***** GIVEN INFORMATION
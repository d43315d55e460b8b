//! Core types for PayQR
//!
//! This module holds the error taxonomy shared by every other module and the
//! user-facing error presentation used by the binary.
//!
//! - [`PayqrError`] - typed failures of the fallible boundaries (document
//!   loading, template catalog, QR encoder, user input)
//! - [`ErrorContext`] - an error plus optional details and suggestion
//! - [`user_friendly_error`] - convert any [`anyhow::Error`] for display
//!
//! # Example
//!
//! ```rust
//! use payqr::core::{PayqrError, ErrorContext};
//!
//! let ctx = ErrorContext::new(PayqrError::TemplateExists { name: "rent".to_string() })
//!     .with_suggestion("Choose a different name");
//! assert!(ctx.to_string().contains("already exists"));
//! ```

pub mod error;

pub use error::{user_friendly_error, ErrorContext, PayqrError};
//! Configuration management for PayQR
//!
//! PayQR reads two kinds of configuration:
//!
//! 1. **Base configuration** (`<install root>/templates/config.toml`) - the
//!    fixed payload fields and rendering settings. It is a template document
//!    and is handled by [`crate::template`].
//! 2. **Global configuration** (`~/.payqr/payqr.toml`) - user preferences for
//!    template storage and QR output, handled by [`GlobalConfig`].
//!
//! # Modules
//!
//! - `global` - global configuration loading and default locations

pub mod global;

pub use global::{GlobalConfig, QrSettings};
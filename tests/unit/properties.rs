//! Properties of merge, normalization and rendering.

use payqr::template::{
    get_fields, parse_document, render, FieldRecord, MergedTemplate, Overrides, RenderSettings,
    TemplateManager,
};
use toml::Table;

const CONFIG: &str = r#"
separator = "|"
kv_sep = ":"
trim_empty = true

[IdentificationCode]
key = "K"
value = "PR"

[Version]
key = "V"
value = "01"

[CodeSet]
key = "C"
value = "1"
"#;

const TEMPLATE: &str = r#"
[PayeeName]
key = "N"
value = "JKP"

[Amount]
key = "I"
value = "RSD10,00"

[PayerName]
key = "P"
value = ""

[Purpose]
key = "S"
value = "Rent"
"#;

fn doc(content: &str) -> Table {
    parse_document(content).unwrap()
}

fn labels(fields: &[FieldRecord]) -> Vec<&str> {
    fields.iter().map(|f| f.label.as_str()).collect()
}

#[test]
fn config_fields_come_before_template_fields_in_declaration_order() {
    let fields = get_fields(&MergedTemplate::merge(&doc(CONFIG), &doc(TEMPLATE)));
    assert_eq!(
        labels(&fields),
        vec![
            "IdentificationCode",
            "Version",
            "CodeSet",
            "PayeeName",
            "Amount",
            "PayerName",
            "Purpose",
        ]
    );
}

#[test]
fn ordering_holds_for_reversed_declaration() {
    let template = doc("[Zeta]\nkey = \"Z\"\nvalue = \"1\"\n\n[Alpha]\nkey = \"A\"\nvalue = \"2\"\n");
    let fields = get_fields(&MergedTemplate::merge(&doc(CONFIG), &template));
    assert_eq!(&labels(&fields)[3..], ["Zeta", "Alpha"]);
}

#[test]
fn template_field_replaces_config_field_in_place() {
    let template = doc("[Version]\nkey = \"V\"\nvalue = \"02\"\n\n[Amount]\nkey = \"I\"\nvalue = \"RSD1,00\"\n");
    let manager = TemplateManager::from_documents(&doc(CONFIG), &template);
    assert_eq!(manager.render_payload(&Overrides::new()), "K:PR|V:02|C:1|I:RSD1,00");
}

#[test]
fn trimmed_render_never_contains_empty_segments() {
    let manager = TemplateManager::from_documents(&doc(CONFIG), &doc(TEMPLATE));

    let mut overrides = Overrides::new();
    overrides.insert("N", "");
    overrides.insert("EXTRA", "");
    let payload = manager.render_payload(&overrides);

    assert_eq!(payload, "K:PR|V:01|C:1|I:RSD10,00|S:Rent");
    for segment in payload.split('|') {
        let (_, value) = segment.split_once(':').unwrap();
        assert!(!value.is_empty(), "empty segment in {payload}");
    }
}

#[test]
fn overriding_with_own_defaults_changes_nothing() {
    let manager = TemplateManager::from_documents(&doc(CONFIG), &doc(TEMPLATE));
    let defaults: Overrides =
        manager.fields().iter().map(|f| (f.key.as_str(), f.value.as_str())).collect();

    assert_eq!(manager.render_payload(&Overrides::new()), manager.render_payload(&defaults));
}

#[test]
fn override_value_wins_over_default() {
    let manager = TemplateManager::from_documents(&doc(CONFIG), &doc(TEMPLATE));
    for field in manager.fields() {
        let overrides: Overrides = [(field.key.as_str(), "OVERRIDDEN")].into_iter().collect();
        let payload = manager.render_payload(&overrides);
        assert!(
            payload.contains(&format!("{}:OVERRIDDEN", field.key)),
            "{payload} should use the override for {}",
            field.key
        );
    }
}

#[test]
fn all_three_shapes_normalize_to_the_same_fields() {
    let flat = doc(TEMPLATE);
    let grouped = doc(
        r#"
[fields.PayeeName]
key = "N"
value = "JKP"

[fields.Amount]
key = "I"
value = "RSD10,00"

[fields.PayerName]
key = "P"
value = ""

[fields.Purpose]
key = "S"
value = "Rent"
"#,
    );
    let array = doc(
        r#"
[[fields]]
key = "N"
value = "JKP"
label = "PayeeName"

[[fields]]
key = "I"
value = "RSD10,00"
label = "Amount"

[[fields]]
key = "P"
value = ""
label = "PayerName"

[[fields]]
key = "S"
value = "Rent"
label = "Purpose"
"#,
    );

    let empty = Table::new();
    let from_flat = get_fields(&MergedTemplate::merge(&empty, &flat));
    let from_grouped = get_fields(&MergedTemplate::merge(&empty, &grouped));
    let from_array = get_fields(&MergedTemplate::merge(&empty, &array));

    assert_eq!(from_flat.len(), 4);
    assert_eq!(from_flat, from_grouped);
    assert_eq!(from_flat, from_array);
}

#[test]
fn grouped_config_and_template_combine_config_first() {
    let config = doc("[fields.IdentificationCode]\nkey = \"K\"\nvalue = \"PR\"\n");
    let template = doc("[fields.Amount]\nkey = \"I\"\nvalue = \"RSD1,00\"\n");

    let payload = render(
        &get_fields(&MergedTemplate::merge(&config, &template)),
        &RenderSettings::default(),
        &Overrides::new(),
        true,
    );
    assert_eq!(payload, "K:PR|I:RSD1,00");
}

#[test]
fn array_config_and_template_concatenate() {
    let config = doc("[[fields]]\nkey = \"K\"\nvalue = \"PR\"\n");
    let template = doc("[[fields]]\nkey = \"I\"\nvalue = \"RSD1,00\"\n");

    let fields = get_fields(&MergedTemplate::merge(&config, &template));
    let keys: Vec<&str> = fields.iter().map(|f| f.key.as_str()).collect();
    assert_eq!(keys, vec!["K", "I"]);
    // No label given: the key doubles as label
    assert_eq!(fields[0].label, "K");
}

#[test]
fn template_settings_are_ignored() {
    let template = doc("separator = \";\"\n\n[Amount]\nkey = \"I\"\nvalue = \"RSD1,00\"\n");
    let manager = TemplateManager::from_documents(&doc(CONFIG), &template);
    assert_eq!(manager.settings().separator, "|");
    assert_eq!(manager.render_payload(&Overrides::new()), "K:PR|V:01|C:1|I:RSD1,00");
}

#[test]
fn non_string_values_are_rendered_as_text() {
    let template = doc("[Count]\nkey = \"N\"\nvalue = 42\n\n[Flag]\nkey = \"F\"\nvalue = true\n");
    let manager = TemplateManager::from_documents(&Table::new(), &template);
    assert_eq!(manager.render_payload(&Overrides::new()), "N:42|F:true");
}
**********
§ **TASK GOAL**: Copy the lines from the entries above in which the word "insert" appears.

§ **TASK RESPONSE**:
    overrides.insert("N", "");
    overrides.insert("EXTRA", "");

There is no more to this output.